Le plus souvent par des douleurs pelviennes de plus en plus importantes pendant les règles (algoménorrhée), plus rarement des douleurs permanentes. Celles-ci résistent aux antalgiques simples : paracétamol ( Doliprane, Efferalgan) , ibuproféne (Antadys…) et à la mise sous pilule contraceptive.
- Quelles sont les suites d’une cœlioscopie opératoire, en combien de temps se rétablit-on ?
S’il n’y a pas de complications sur une cœlioscopie opérationnelle, on peut faire une sortie le lendemain.
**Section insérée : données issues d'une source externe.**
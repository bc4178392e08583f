use std::borrow::Cow;

use tracing::error;

use crate::error_code::ErrorCode;

/// All possible error kinds.
///
/// The first four kinds are produced locally, all the others are produced by
/// classifying a service response.
#[derive(Debug, Copy, Clone, PartialEq, Eq, Hash)]
pub enum ErrorKind {
    /// An argument is not valid. Detected before contacting the service.
    ArgumentInvalid,
    /// The operation is not valid in the current state.
    InvalidOperation,
    /// A successful response body could not be deserialized.
    ResponseDeserialization,
    /// The service could not be reached or did not answer in time.
    IotHubCommunication,
    /// The request is malformed.
    BadFormat,
    /// The protocol version is not supported.
    InvalidProtocolVersion,
    /// A bulk request contains the same device more than once.
    DeviceDefinedMultipleTimes,
    /// A bulk registry operation failed.
    BulkRegistryOperationFailure,
    /// The credentials are missing, invalid or expired.
    Unauthorized,
    /// A service quota has been exceeded.
    QuotaExceeded,
    /// The cloud-to-device queue of a device is full.
    DeviceMaximumQueueDepthExceeded,
    /// The service has been suspended.
    IotHubSuspended,
    /// A generic resource has not been found.
    NotFound,
    /// The device does not exist.
    DeviceNotFound,
    /// The module does not exist.
    ModuleNotFound,
    /// The configuration does not exist.
    ConfigurationNotFound,
    /// The job does not exist.
    JobNotFound,
    /// A generic conflict.
    Conflict,
    /// The device already exists.
    DeviceAlreadyExists,
    /// The module already exists on the device.
    ModuleAlreadyExists,
    /// The configuration already exists.
    ConfigurationAlreadyExists,
    /// The supplied `ETag` is stale.
    PreconditionFailed,
    /// The lock on a cloud-to-device message has been lost.
    DeviceMessageLockLost,
    /// The request is too large.
    MessageTooLarge,
    /// The service contains too many devices.
    TooManyDevices,
    /// The device contains too many modules.
    TooManyModulesOnDevice,
    /// The request rate exceeds the service limits.
    Throttling,
    /// The throttling backlog is full.
    ThrottleBacklogLimitExceeded,
    /// An internal service error.
    ServerError,
    /// The service is temporarily unavailable.
    ServerBusy,
    /// A gateway timed out while contacting the service.
    GatewayTimeout,
    /// The service reported an unknown or non-authoritative error code.
    InvalidErrorCode,
}

impl ErrorKind {
    pub(crate) const fn description(self) -> &'static str {
        match self {
            Self::ArgumentInvalid => "Argument Invalid",
            Self::InvalidOperation => "Invalid Operation",
            Self::ResponseDeserialization => "Response Deserialization",
            Self::IotHubCommunication => "IoT Hub Communication",
            Self::BadFormat => "Bad Format",
            Self::InvalidProtocolVersion => "Invalid Protocol Version",
            Self::DeviceDefinedMultipleTimes => "Device Defined Multiple Times",
            Self::BulkRegistryOperationFailure => "Bulk Registry Operation Failure",
            Self::Unauthorized => "Unauthorized",
            Self::QuotaExceeded => "Quota Exceeded",
            Self::DeviceMaximumQueueDepthExceeded => "Device Maximum Queue Depth Exceeded",
            Self::IotHubSuspended => "IoT Hub Suspended",
            Self::NotFound => "Not Found",
            Self::DeviceNotFound => "Device Not Found",
            Self::ModuleNotFound => "Module Not Found",
            Self::ConfigurationNotFound => "Configuration Not Found",
            Self::JobNotFound => "Job Not Found",
            Self::Conflict => "Conflict",
            Self::DeviceAlreadyExists => "Device Already Exists",
            Self::ModuleAlreadyExists => "Module Already Exists",
            Self::ConfigurationAlreadyExists => "Configuration Already Exists",
            Self::PreconditionFailed => "Precondition Failed",
            Self::DeviceMessageLockLost => "Device Message Lock Lost",
            Self::MessageTooLarge => "Message Too Large",
            Self::TooManyDevices => "Too Many Devices",
            Self::TooManyModulesOnDevice => "Too Many Modules On Device",
            Self::Throttling => "Throttling",
            Self::ThrottleBacklogLimitExceeded => "Throttle Backlog Limit Exceeded",
            Self::ServerError => "Server Error",
            Self::ServerBusy => "Server Busy",
            Self::GatewayTimeout => "Gateway Timeout",
            Self::InvalidErrorCode => "Invalid Error Code",
        }
    }

    /// Checks whether errors of this kind are transient by default, hence
    /// safe to retry without changing the request.
    #[must_use]
    pub const fn is_transient(self) -> bool {
        matches!(
            self,
            Self::IotHubCommunication
                | Self::QuotaExceeded
                | Self::Throttling
                | Self::ThrottleBacklogLimitExceeded
                | Self::ServerError
                | Self::ServerBusy
                | Self::GatewayTimeout
        )
    }
}

impl std::fmt::Display for ErrorKind {
    fn fmt(&self, f: &mut std::fmt::Formatter<'_>) -> std::fmt::Result {
        self.description().fmt(f)
    }
}

/// Registry error.
///
/// Every failed registry operation produces exactly one [`Error`], either
/// locally or by classifying the service response. It is never
/// re-classified afterwards.
#[derive(Clone, PartialEq, Eq)]
pub struct Error {
    kind: ErrorKind,
    code: ErrorCode,
    description: Cow<'static, str>,
    transient: bool,
    tracking_id: Option<String>,
}

impl std::fmt::Display for Error {
    fn fmt(&self, f: &mut std::fmt::Formatter<'_>) -> std::fmt::Result {
        self.format(f)
    }
}

impl std::fmt::Debug for Error {
    fn fmt(&self, f: &mut std::fmt::Formatter<'_>) -> std::fmt::Result {
        self.format(f)
    }
}

impl Error {
    /// Creates an [`Error`] from an [`ErrorKind`] and a description.
    ///
    /// The error code is [`ErrorCode::InvalidErrorCode`] and the transience
    /// is the default one of the kind.
    #[inline]
    pub fn new(kind: ErrorKind, description: impl Into<Cow<'static, str>>) -> Self {
        Self::init(
            kind,
            ErrorCode::InvalidErrorCode,
            kind.is_transient(),
            description,
        )
    }

    pub(crate) fn init(
        kind: ErrorKind,
        code: ErrorCode,
        transient: bool,
        description: impl Into<Cow<'static, str>>,
    ) -> Self {
        let description = description.into();
        error!("{}", description.as_ref());
        Self {
            kind,
            code,
            description,
            transient,
            tracking_id: None,
        }
    }

    /// Attaches a tracking identifier.
    #[must_use]
    #[inline]
    pub fn with_tracking_id(mut self, tracking_id: impl Into<String>) -> Self {
        self.tracking_id = Some(tracking_id.into());
        self
    }

    /// Returns the [`ErrorKind`].
    #[must_use]
    pub const fn kind(&self) -> ErrorKind {
        self.kind
    }

    /// Returns the [`ErrorCode`].
    #[must_use]
    pub const fn code(&self) -> ErrorCode {
        self.code
    }

    /// Returns the error message.
    #[must_use]
    pub fn message(&self) -> &str {
        &self.description
    }

    /// Checks whether the failed operation can be retried as is.
    #[must_use]
    pub const fn is_transient(&self) -> bool {
        self.transient
    }

    /// Returns the tracking identifier assigned by the service.
    ///
    /// If [`None`], the service did not provide it.
    #[must_use]
    pub fn tracking_id(&self) -> Option<&str> {
        self.tracking_id.as_deref()
    }

    fn format(&self, f: &mut std::fmt::Formatter<'_>) -> std::fmt::Result {
        write!(f, "{}", self.kind)?;
        if self.code != ErrorCode::InvalidErrorCode {
            write!(f, " ({})", self.code.value())?;
        }
        write!(f, ": {}", self.description)?;
        if let Some(tracking_id) = &self.tracking_id {
            write!(f, " [tracking id: {tracking_id}]")?;
        }
        Ok(())
    }
}

impl From<reqwest::Error> for Error {
    fn from(e: reqwest::Error) -> Self {
        let description = if e.is_timeout() {
            format!("Request timed out: {e}")
        } else {
            format!("Unable to reach the service: {e}")
        };
        Self::new(ErrorKind::IotHubCommunication, description)
    }
}

impl From<twinhub::error::Error> for Error {
    fn from(e: twinhub::error::Error) -> Self {
        let kind = match e.kind() {
            twinhub::error::ErrorKind::Deserialization => ErrorKind::ResponseDeserialization,
            _ => ErrorKind::ArgumentInvalid,
        };
        Self::new(kind, e.to_string())
    }
}

impl std::error::Error for Error {}

/// A specialized [`Result`] type for [`Error`].
pub type Result<T> = std::result::Result<T, Error>;

#[cfg(test)]
mod tests {
    use crate::error_code::ErrorCode;

    use super::{Error, ErrorKind};

    #[test]
    fn registry_error() {
        let error = Error::new(ErrorKind::ArgumentInvalid, "Missing device identifier.");

        assert_eq!(
            error.to_string(),
            "Argument Invalid: Missing device identifier."
        );
        assert!(!error.is_transient());
        assert_eq!(error.code(), ErrorCode::InvalidErrorCode);
    }

    #[test]
    fn service_error() {
        let error = Error::init(
            ErrorKind::DeviceNotFound,
            ErrorCode::DeviceNotFound,
            false,
            "Device `thermostat` not found.",
        )
        .with_tracking_id("b2a1");

        assert_eq!(
            error.to_string(),
            "Device Not Found (404001): Device `thermostat` not found. [tracking id: b2a1]"
        );
        assert_eq!(error.tracking_id(), Some("b2a1"));
    }

    #[test]
    fn communication_errors_are_transient() {
        assert!(Error::new(ErrorKind::IotHubCommunication, "Timeout").is_transient());
        assert!(!Error::new(ErrorKind::ResponseDeserialization, "Bad body").is_transient());
    }
}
Les complications graves liées à l’opération sont de 1/10 000. Le retour à une activité normale dépend des actes opératoires qui ont été effectués et du terrain de la patiente (autre problème de santé). Il y a en moyenne une prescription entre 15 jours et 1 mois d’arrêt maladie. Dans le cas d’une cœlioscopie de diagnostic, on reprend une activité normale entre 2 et 3 jours.
- Quel risque de récidive de l’endométriose ?
Si l’exérèse de l’endométriose est complète il y a 85% de non récidive à 5 ans. Dans le cas inverse il y a récidive. Seul un traitement complet offre les meilleures chances d’éviter une récidive de l’endométriose.
- Quelles sont les chances de tomber enceinte par FIV ou naturellement après une cœlioscopie pour une endométriose stade 4 digestive ?
Sur un stade 4 d’endométriose avec une cœlioscopie opératoire avec 3 mois de décapeptyl pré et post opératoire et de « belles » trompes, le taux de fécondité naturelle est de 30% à 40%, de même pour une fécondation in vitro.
- Quelle sont les chances de tomber enceinte naturellement avec de l’endométriose traitée par cœlioscopie et un taux de 100% de spermatozoïdes atypiques chez un conjoint ?
Il y a là 2 causes d’infertilité : l’endométriose et des spermatozoïdes 100% atypiques. Même si l’endométriose a été traitée et que l’ovulation est bonne, il reste le problème des spermatozoïdes atypiques qui génère une chance de grossesse naturelle nulle. On oriente alors vers une aide médicale à la procréation.
- Un article est paru dans la presse « Zinfos974 » le 26 février 2014, une étude était prévue concernant les conséquences des perturbateurs endocriniens (surtout les pesticides). Avez-vous les résultats de cette étude?
Extrait : « Il y a aussi des facteurs environnementaux, certains ont été étudiés, notamment les insecticides ou crèmes solaires, sans pour autant être prouvés. On avait soupçonné des liens avec la dioxyne à une époque, mais cela n’a jamais été démontré. Le CHU a décidé de monter une étude sur la géolocalisation des endométriosiques à la Réunion afin de voir s’il y a des groupements dans un endroit précis et connaître les pesticides utilisés aux alentours. C’est une étude qui va démarrer prochainement à la Réunion ».
Cette étude a commencé début 2015. Il faudra à peu près 10 ans avant d’avoir des résultats. Une étude comparative de la fréquence d’endométriose dans les différentes régions de France donne une prévalence des femmes opérée pour endométriose sévère à la Réunion de 2,2% contre 2% en métropole. La Réunion fait partie des 4 régions les plus touchées (PACA, Loire, Limousin).
Dans le futur, une étude comparative sur le traitement de l’endométriose : implant contraceptif versus pilule contraceptive devrait être réalisé. En effet, l’implant contraceptif supprime les règles chez 70% des patientes.